_What is expected_:
Where the string "impl" appears in a line of the data, show that line.

_Data for this exercise_:
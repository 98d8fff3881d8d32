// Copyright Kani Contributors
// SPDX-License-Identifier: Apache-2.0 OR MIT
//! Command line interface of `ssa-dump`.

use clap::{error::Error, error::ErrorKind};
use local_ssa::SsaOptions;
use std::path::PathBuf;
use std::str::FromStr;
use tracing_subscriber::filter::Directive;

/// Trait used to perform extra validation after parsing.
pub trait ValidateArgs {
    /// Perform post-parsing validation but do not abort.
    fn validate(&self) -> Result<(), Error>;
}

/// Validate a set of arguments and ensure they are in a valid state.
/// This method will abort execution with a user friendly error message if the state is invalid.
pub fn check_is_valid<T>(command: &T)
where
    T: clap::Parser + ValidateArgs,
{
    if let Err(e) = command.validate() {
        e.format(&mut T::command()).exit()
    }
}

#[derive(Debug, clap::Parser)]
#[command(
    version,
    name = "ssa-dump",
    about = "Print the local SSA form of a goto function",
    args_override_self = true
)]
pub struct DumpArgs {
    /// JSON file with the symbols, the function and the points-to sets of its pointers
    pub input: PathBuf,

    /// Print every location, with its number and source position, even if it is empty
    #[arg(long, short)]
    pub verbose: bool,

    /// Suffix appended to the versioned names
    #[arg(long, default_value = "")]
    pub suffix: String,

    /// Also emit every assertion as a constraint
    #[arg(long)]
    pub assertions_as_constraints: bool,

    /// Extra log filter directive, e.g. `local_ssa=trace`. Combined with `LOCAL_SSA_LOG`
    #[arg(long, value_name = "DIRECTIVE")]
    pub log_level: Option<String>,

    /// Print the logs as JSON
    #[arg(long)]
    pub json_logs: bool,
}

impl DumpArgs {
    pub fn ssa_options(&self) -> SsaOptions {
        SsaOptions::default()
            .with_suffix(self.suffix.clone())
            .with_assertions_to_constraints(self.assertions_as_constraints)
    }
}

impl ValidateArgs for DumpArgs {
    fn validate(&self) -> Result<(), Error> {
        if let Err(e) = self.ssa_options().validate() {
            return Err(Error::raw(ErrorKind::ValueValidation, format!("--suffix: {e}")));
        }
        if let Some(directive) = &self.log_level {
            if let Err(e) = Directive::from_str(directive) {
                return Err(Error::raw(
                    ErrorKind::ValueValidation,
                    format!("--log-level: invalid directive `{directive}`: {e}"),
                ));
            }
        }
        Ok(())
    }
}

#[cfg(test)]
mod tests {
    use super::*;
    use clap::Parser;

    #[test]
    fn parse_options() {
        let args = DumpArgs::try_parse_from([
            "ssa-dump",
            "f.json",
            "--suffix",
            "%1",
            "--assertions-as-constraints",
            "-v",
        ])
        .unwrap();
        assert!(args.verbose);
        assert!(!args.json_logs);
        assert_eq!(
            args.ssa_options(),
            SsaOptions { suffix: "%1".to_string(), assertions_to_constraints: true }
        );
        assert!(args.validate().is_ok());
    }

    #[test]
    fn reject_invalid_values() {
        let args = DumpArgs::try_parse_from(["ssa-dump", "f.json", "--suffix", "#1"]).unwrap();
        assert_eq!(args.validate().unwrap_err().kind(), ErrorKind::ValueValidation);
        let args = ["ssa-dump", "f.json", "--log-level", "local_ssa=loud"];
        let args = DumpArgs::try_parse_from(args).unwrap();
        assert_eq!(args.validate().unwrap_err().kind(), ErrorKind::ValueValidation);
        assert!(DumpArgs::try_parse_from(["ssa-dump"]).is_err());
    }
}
...
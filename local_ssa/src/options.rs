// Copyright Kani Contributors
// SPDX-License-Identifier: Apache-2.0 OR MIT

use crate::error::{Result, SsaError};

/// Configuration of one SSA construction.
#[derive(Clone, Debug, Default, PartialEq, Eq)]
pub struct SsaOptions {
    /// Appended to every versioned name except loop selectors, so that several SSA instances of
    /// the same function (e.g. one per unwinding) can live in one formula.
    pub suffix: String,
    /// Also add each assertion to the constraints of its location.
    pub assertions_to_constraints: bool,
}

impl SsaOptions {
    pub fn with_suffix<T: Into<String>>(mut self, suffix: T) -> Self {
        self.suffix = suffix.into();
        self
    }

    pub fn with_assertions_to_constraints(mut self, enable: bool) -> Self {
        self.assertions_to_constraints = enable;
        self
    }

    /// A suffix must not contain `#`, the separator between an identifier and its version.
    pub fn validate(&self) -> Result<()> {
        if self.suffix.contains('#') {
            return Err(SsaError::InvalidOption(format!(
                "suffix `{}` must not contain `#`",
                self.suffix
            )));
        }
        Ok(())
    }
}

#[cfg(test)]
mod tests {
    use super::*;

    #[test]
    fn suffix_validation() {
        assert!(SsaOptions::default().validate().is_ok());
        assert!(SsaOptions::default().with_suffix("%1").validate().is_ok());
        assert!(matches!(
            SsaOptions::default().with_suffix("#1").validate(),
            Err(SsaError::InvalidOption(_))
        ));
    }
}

_Result below_:
impl DumpArgs {
impl ValidateArgs for DumpArgs {
impl SsaOptions {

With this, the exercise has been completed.